* [Task prompt]: Below are the records; restate all of them word for word.

* [Collected data]:
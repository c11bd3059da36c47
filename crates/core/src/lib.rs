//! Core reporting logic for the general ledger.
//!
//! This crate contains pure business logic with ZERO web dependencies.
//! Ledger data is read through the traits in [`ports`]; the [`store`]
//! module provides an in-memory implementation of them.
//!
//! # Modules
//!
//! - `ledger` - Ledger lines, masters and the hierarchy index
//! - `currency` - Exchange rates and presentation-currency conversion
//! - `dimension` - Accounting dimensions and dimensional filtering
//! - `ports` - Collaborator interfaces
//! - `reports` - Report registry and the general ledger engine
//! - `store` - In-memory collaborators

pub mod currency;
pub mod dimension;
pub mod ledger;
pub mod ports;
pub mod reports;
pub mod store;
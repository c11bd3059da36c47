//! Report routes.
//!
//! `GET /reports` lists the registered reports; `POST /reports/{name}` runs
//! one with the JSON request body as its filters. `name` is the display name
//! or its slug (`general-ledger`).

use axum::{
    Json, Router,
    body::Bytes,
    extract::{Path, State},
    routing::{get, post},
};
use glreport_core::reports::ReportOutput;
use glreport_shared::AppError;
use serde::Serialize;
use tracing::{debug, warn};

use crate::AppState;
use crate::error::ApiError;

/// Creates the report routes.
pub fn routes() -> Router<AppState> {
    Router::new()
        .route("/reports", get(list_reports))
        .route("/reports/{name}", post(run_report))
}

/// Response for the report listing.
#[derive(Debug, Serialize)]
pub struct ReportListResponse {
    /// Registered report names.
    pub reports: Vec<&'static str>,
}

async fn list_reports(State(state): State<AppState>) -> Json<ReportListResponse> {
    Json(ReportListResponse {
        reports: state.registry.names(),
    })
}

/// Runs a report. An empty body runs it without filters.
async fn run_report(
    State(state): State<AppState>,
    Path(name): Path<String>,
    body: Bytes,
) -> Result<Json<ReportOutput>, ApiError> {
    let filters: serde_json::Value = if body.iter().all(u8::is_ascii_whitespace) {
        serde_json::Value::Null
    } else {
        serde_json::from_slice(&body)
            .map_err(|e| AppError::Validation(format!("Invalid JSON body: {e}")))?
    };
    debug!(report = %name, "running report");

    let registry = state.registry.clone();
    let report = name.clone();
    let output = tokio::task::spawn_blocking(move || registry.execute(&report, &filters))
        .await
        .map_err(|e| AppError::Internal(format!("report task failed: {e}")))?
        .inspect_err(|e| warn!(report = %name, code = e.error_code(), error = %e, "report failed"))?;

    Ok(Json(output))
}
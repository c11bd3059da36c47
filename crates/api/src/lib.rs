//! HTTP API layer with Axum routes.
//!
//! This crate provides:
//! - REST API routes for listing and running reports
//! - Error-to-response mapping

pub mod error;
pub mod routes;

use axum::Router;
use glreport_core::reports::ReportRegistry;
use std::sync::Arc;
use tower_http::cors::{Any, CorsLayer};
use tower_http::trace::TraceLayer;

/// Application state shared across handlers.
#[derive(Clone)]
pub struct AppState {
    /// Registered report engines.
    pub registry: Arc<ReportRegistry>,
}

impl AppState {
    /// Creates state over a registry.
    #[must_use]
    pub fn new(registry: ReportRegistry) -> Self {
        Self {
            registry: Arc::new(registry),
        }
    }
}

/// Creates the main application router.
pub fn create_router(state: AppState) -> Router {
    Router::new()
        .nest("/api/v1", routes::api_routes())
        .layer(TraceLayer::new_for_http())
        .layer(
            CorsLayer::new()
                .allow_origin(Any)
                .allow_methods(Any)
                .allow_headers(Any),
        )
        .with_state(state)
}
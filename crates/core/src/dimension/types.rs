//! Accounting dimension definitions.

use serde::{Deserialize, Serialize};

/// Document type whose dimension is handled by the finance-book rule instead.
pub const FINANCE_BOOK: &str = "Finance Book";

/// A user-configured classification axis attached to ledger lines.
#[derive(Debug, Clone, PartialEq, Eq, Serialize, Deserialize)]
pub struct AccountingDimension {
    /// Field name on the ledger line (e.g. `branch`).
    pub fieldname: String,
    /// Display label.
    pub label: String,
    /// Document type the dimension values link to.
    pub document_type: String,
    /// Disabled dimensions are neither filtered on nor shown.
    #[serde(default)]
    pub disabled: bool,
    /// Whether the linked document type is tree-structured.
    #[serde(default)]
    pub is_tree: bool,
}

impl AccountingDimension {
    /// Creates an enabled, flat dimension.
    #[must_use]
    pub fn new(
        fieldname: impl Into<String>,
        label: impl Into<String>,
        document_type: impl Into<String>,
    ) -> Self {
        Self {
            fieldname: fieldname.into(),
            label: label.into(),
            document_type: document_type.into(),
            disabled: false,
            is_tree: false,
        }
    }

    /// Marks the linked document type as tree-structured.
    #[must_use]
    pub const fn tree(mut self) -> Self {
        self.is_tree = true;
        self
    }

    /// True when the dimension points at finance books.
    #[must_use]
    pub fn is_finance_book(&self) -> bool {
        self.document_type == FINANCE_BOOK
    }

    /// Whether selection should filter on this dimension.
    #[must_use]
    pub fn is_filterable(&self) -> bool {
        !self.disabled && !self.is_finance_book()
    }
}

* [Response to the task]:
repository c11bd3059da36c47
filename crates/core/src/lib.rs
//! Core reporting logic for the general ledger.
//!
//! This crate contains pure business logic with ZERO web dependencies.
//! Ledger data is read through the traits in [`ports`]; the [`store`]
//! module provides an in-memory implementation of them.
//!
//! # Modules
//!
//! - `ledger` - Ledger lines, masters and the hierarchy index
//! - `currency` - Exchange rates and presentation-currency conversion
//! - `dimension` - Accounting dimensions and dimensional filtering
//! - `ports` - Collaborator interfaces
//! - `reports` - Report registry and the general ledger engine
//! - `store` - In-memory collaborators

pub mod currency;
pub mod dimension;
pub mod ledger;
pub mod ports;
pub mod reports;
pub mod store;
repository c11bd3059da36c47
//! Report routes.
//!
//! `GET /reports` lists the registered reports; `POST /reports/{name}` runs
//! one with the JSON request body as its filters. `name` is the display name
//! or its slug (`general-ledger`).

use axum::{
    Json, Router,
    body::Bytes,
    extract::{Path, State},
    routing::{get, post},
};
use glreport_core::reports::ReportOutput;
use glreport_shared::AppError;
use serde::Serialize;
use tracing::{debug, warn};

use crate::AppState;
use crate::error::ApiError;

/// Creates the report routes.
pub fn routes() -> Router<AppState> {
    Router::new()
        .route("/reports", get(list_reports))
        .route("/reports/{name}", post(run_report))
}

/// Response for the report listing.
#[derive(Debug, Serialize)]
pub struct ReportListResponse {
    /// Registered report names.
    pub reports: Vec<&'static str>,
}

async fn list_reports(State(state): State<AppState>) -> Json<ReportListResponse> {
    Json(ReportListResponse {
        reports: state.registry.names(),
    })
}

/// Runs a report. An empty body runs it without filters.
async fn run_report(
    State(state): State<AppState>,
    Path(name): Path<String>,
    body: Bytes,
) -> Result<Json<ReportOutput>, ApiError> {
    let filters: serde_json::Value = if body.iter().all(u8::is_ascii_whitespace) {
        serde_json::Value::Null
    } else {
        serde_json::from_slice(&body)
            .map_err(|e| AppError::Validation(format!("Invalid JSON body: {e}")))?
    };
    debug!(report = %name, "running report");

    let registry = state.registry.clone();
    let report = name.clone();
    let output = tokio::task::spawn_blocking(move || registry.execute(&report, &filters))
        .await
        .map_err(|e| AppError::Internal(format!("report task failed: {e}")))?
        .inspect_err(|e| warn!(report = %name, code = e.error_code(), error = %e, "report failed"))?;

    Ok(Json(output))
}
repository c11bd3059da36c47
filename crates/api/src/lib.rs
//! HTTP API layer with Axum routes.
//!
//! This crate provides:
//! - REST API routes for listing and running reports
//! - Error-to-response mapping

pub mod error;
pub mod routes;

use axum::Router;
use glreport_core::reports::ReportRegistry;
use std::sync::Arc;
use tower_http::cors::{Any, CorsLayer};
use tower_http::trace::TraceLayer;

/// Application state shared across handlers.
#[derive(Clone)]
pub struct AppState {
    /// Registered report engines.
    pub registry: Arc<ReportRegistry>,
}

impl AppState {
    /// Creates state over a registry.
    #[must_use]
    pub fn new(registry: ReportRegistry) -> Self {
        Self {
            registry: Arc::new(registry),
        }
    }
}

/// Creates the main application router.
pub fn create_router(state: AppState) -> Router {
    Router::new()
        .nest("/api/v1", routes::api_routes())
        .layer(TraceLayer::new_for_http())
        .layer(
            CorsLayer::new()
                .allow_origin(Any)
                .allow_methods(Any)
                .allow_headers(Any),
        )
        .with_state(state)
}
filename crates/core/src/dimension/types.rs
//! Accounting dimension definitions.

use serde::{Deserialize, Serialize};

/// Document type whose dimension is handled by the finance-book rule instead.
pub const FINANCE_BOOK: &str = "Finance Book";

/// A user-configured classification axis attached to ledger lines.
#[derive(Debug, Clone, PartialEq, Eq, Serialize, Deserialize)]
pub struct AccountingDimension {
    /// Field name on the ledger line (e.g. `branch`).
    pub fieldname: String,
    /// Display label.
    pub label: String,
    /// Document type the dimension values link to.
    pub document_type: String,
    /// Disabled dimensions are neither filtered on nor shown.
    #[serde(default)]
    pub disabled: bool,
    /// Whether the linked document type is tree-structured.
    #[serde(default)]
    pub is_tree: bool,
}

impl AccountingDimension {
    /// Creates an enabled, flat dimension.
    #[must_use]
    pub fn new(
        fieldname: impl Into<String>,
        label: impl Into<String>,
        document_type: impl Into<String>,
    ) -> Self {
        Self {
            fieldname: fieldname.into(),
            label: label.into(),
            document_type: document_type.into(),
            disabled: false,
            is_tree: false,
        }
    }

    /// Marks the linked document type as tree-structured.
    #[must_use]
    pub const fn tree(mut self) -> Self {
        self.is_tree = true;
        self
    }

    /// True when the dimension points at finance books.
    #[must_use]
    pub fn is_finance_book(&self) -> bool {
        self.document_type == FINANCE_BOOK
    }

    /// Whether selection should filter on this dimension.
    #[must_use]
    pub fn is_filterable(&self) -> bool {
        !self.disabled && !self.is_finance_book()
    }
}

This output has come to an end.